„Lass uns umkehren, wir haben ja noch das Auenland.” - „Es wird bald kein Auenland mehr geben.”

Divide et impera oder: Der Klassenkampf

Divide et impera, teile und herrsche, das wussten schon die Römer und sind damit anfangs ganz gut gefahren. Nach diesem Motto arbeitet aber auch unsere westliche Gesellschaft. Teile in links und rechts, in VFB-Fans und Anhänger von Bayern München, in Fleischesser und Veganer, es gibt sehr viele Möglichkeiten, das Volk zu teilen. Die da oben und die da unten, wenn es sein muss, auch wenn es Unruhe ins System bringt, die die da oben eigentlich nicht wollen.

Aber es geht noch besser: Nicht nur rechts und links innerhalb eines Staates, nein, auch innerhalb einer Gemeinde, egal wie groß oder klein sie ist, kann man so teilen. Dann kann man die Großfamilie teilen, jede Generation für sich. Individualismus ist die Errungenschaft der westlichen Welt. Mittlerweile sind wir, Greta sei Dank, sogar dabei, in Junge und Alte innerhalb einer Familie getrennt zu werden.

Wichtig ist dabei vor allem eins: Die Bevölkerung mit ihren kleinlichen Streitereien links oder rechts und so weiter so zu beschäftigen und abzulenken, dass sie keine Zeit haben, sich mit den wirklichen Problemen auseinander zu setzen.

Dabei ist der Mensch doch ein soziales Wesen.
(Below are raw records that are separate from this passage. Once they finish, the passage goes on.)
//! Fitness values produced by evaluators.

use std::fmt;

use serde::{Deserialize, Serialize};

/// Result of evaluating one candidate.
///
/// Components are opaque to this crate: ordering, dominance and aggregation
/// belong to the caller. Evaluators only guarantee that every component is
/// non-negative.
#[derive(Debug, Clone, PartialEq, Default, Serialize, Deserialize)]
pub struct Fitness {
    /// Fitness components, in evaluator order.
    pub values: Vec<f64>,
    /// Free-text description token reported by the evaluator.
    #[serde(default)]
    pub description: String,
}

impl Fitness {
    /// Create a fitness without description.
    pub fn new(values: Vec<f64>) -> Self {
        Self {
            values,
            description: String::new(),
        }
    }

    /// Attach a description token.
    pub fn with_description(mut self, description: impl Into<String>) -> Self {
        self.description = description.into();
        self
    }

    /// Number of components.
    #[inline]
    pub fn len(&self) -> usize {
        self.values.len()
    }

    #[inline]
    pub fn is_empty(&self) -> bool {
        self.values.is_empty()
    }

    /// Index of the first negative component, if any.
    pub fn first_negative(&self) -> Option<usize> {
        self.values.iter().position(|v| *v < 0.0)
    }
}

impl fmt::Display for Fitness {
    fn fmt(&self, f: &mut fmt::Formatter<'_>) -> fmt::Result {
        for (i, v) in self.values.iter().enumerate() {
            if i > 0 {
                write!(f, " ")?;
            }
            write!(f, "{}", v)?;
        }
        if !self.description.is_empty() {
            write!(f, " ({})", self.description)?;
        }
        Ok(())
    }
}

#[cfg(test)]
mod tests {
    use super::*;

    #[test]
    fn test_display() {
        let fitness = Fitness::new(vec![1.0, 2.5]).with_description("ok");
        assert_eq!(fitness.to_string(), "1 2.5 (ok)");
        assert_eq!(Fitness::new(vec![3.0]).to_string(), "3");
    }

    #[test]
    fn test_first_negative() {
        assert_eq!(Fitness::new(vec![1.0, 0.0]).first_negative(), None);
        assert_eq!(Fitness::new(vec![1.0, -0.5, -1.0]).first_negative(), Some(1));
    }
}
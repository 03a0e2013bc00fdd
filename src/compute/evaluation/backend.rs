//! Backend seam and state shared between the evaluator and its backend.

use std::sync::atomic::{AtomicBool, AtomicU64, Ordering};
use std::sync::{Arc, Mutex, MutexGuard, PoisonError};

use crate::schema::Fitness;

use super::{Candidate, EvaluationCache, EvaluationError};

/// State shared by the evaluator, its backend and the backend's workers.
///
/// Lock order: the cache lock is always taken before any backend lock.
#[derive(Debug)]
pub struct EvaluationContext<C> {
    cache: Mutex<EvaluationCache<C>>,
    stop_requested: AtomicBool,
    generation: AtomicU64,
}

impl<C: Candidate> EvaluationContext<C> {
    pub fn new(cache: EvaluationCache<C>) -> Self {
        Self {
            cache: Mutex::new(cache),
            stop_requested: AtomicBool::new(false),
            generation: AtomicU64::new(0),
        }
    }

    pub fn lock_cache(&self) -> MutexGuard<'_, EvaluationCache<C>> {
        self.cache.lock().unwrap_or_else(PoisonError::into_inner)
    }

    /// Whether an evaluator asked to end the run.
    pub fn stop_requested(&self) -> bool {
        self.stop_requested.load(Ordering::Acquire)
    }

    pub fn request_stop(&self) {
        self.stop_requested.store(true, Ordering::Release);
    }

    pub fn generation(&self) -> u64 {
        self.generation.load(Ordering::Acquire)
    }

    pub(crate) fn set_generation(&self, generation: u64) {
        self.generation.store(generation, Ordering::Release);
    }
}

/// A candidate forwarded to a backend.
#[derive(Debug)]
pub struct DispatchItem<C> {
    pub candidate: Arc<C>,
    pub phenotype: String,
}

impl<C: Candidate> DispatchItem<C> {
    pub fn new(candidate: Arc<C>) -> Self {
        let phenotype = candidate.phenotype().to_string();
        Self {
            candidate,
            phenotype,
        }
    }

    /// Write a result into the candidate and the cache.
    pub(crate) fn complete(&self, cache: &mut EvaluationCache<C>, fitness: Fitness) {
        self.candidate.fitness().set(fitness.clone());
        cache.store(&self.phenotype, fitness);
    }
}

/// Progress reporter for [`EvaluationBackend::flush`], called with the
/// fraction of the requests completed since the last flush.
pub type ProgressFn<'a> = dyn FnMut(f64) + 'a;

/// Where cache misses are evaluated.
pub trait EvaluationBackend<C: Candidate>: Send {
    fn name(&self) -> &'static str;

    /// Queue an item. Called with the cache lock held; must not block on
    /// evaluation progress.
    fn submit(&mut self, item: DispatchItem<C>);

    /// Block until every submitted item is resolved.
    fn flush(&mut self, progress: &mut ProgressFn<'_>) -> Result<(), EvaluationError>;

    /// Number of evaluations that may run at once.
    fn worker_count(&self) -> usize;

    /// Change the number of evaluations that may run at once.
    fn set_worker_count(&mut self, count: usize) -> Result<(), EvaluationError>;
}

/// Check the shape of a fitness returned by an evaluator.
pub(crate) fn check_fitness(
    phenotype: &str,
    fitness: &Fitness,
    components: usize,
) -> Result<(), EvaluationError> {
    if fitness.len() != components {
        return Err(EvaluationError::ComponentCount {
            phenotype: phenotype.to_string(),
            expected: components,
            found: fitness.len(),
        });
    }
    if let Some(index) = fitness.first_negative() {
        return Err(EvaluationError::NegativeComponent {
            phenotype: phenotype.to_string(),
            index,
            value: fitness.values[index],
        });
    }
    Ok(())
}

#[cfg(test)]
mod tests {
    use super::*;

    #[test]
    fn test_check_fitness() {
        assert!(check_fitness("p", &Fitness::new(vec![1.0, 0.0]), 2).is_ok());
        assert!(matches!(
            check_fitness("p", &Fitness::new(vec![1.0]), 2),
            Err(EvaluationError::ComponentCount { found: 1, .. })
        ));
        assert!(matches!(
            check_fitness("p", &Fitness::new(vec![1.0, -2.0]), 2),
            Err(EvaluationError::NegativeComponent { index: 1, .. })
        ));
    }
}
Alleine aus der biologischen Entwicklung heraus war ein einzelnes Individuum gar nicht in der Lage, alleine zu überleben. Man brauchte die Sippe, stand man doch am Anfang des Menschseins gar nicht ganz oben an der Spitze der Nahrungskette. Auch als wir es geschafft hatten, den aufrechten Gang zu etablieren, mussten wir uns in der Sippe irgendwie zurecht- und einfinden. Aber je mehr der Mensch vereinzelt wird, desto einfacher ist er zu beherrschen. Divide et impera.

Die östlichen Gesellschaften gehen den anderen Weg: Die Gemeinschaft ist alles, das Individuum ist nur dann etwas, wenn es für die Gemeinschaft nützlich ist. Aber auch das scheint mir nicht der goldene Weg zu sein, denn immerhin ist jeder Mensch so geschaffen, dass er eine Individualität besitzt, eigenes Denken und Handeln entwickeln kann, wenn er will und/oder darf.

Die gerade (und eigentlisch ständig) stattfindende Auseinandersetzung zwischen Ost und West um die Vorherrschaft in der Welt, der Handelskrieg zwischen den USA und China ist ein Teil davon, kann durchaus auch als Klassenkampf zwischen Individualismus pur und Gemeinschaft pur gewertet werden.

Ich denke, wie so oft liegt die optimale Lösung in der MItte, in einer Kombination von beidem.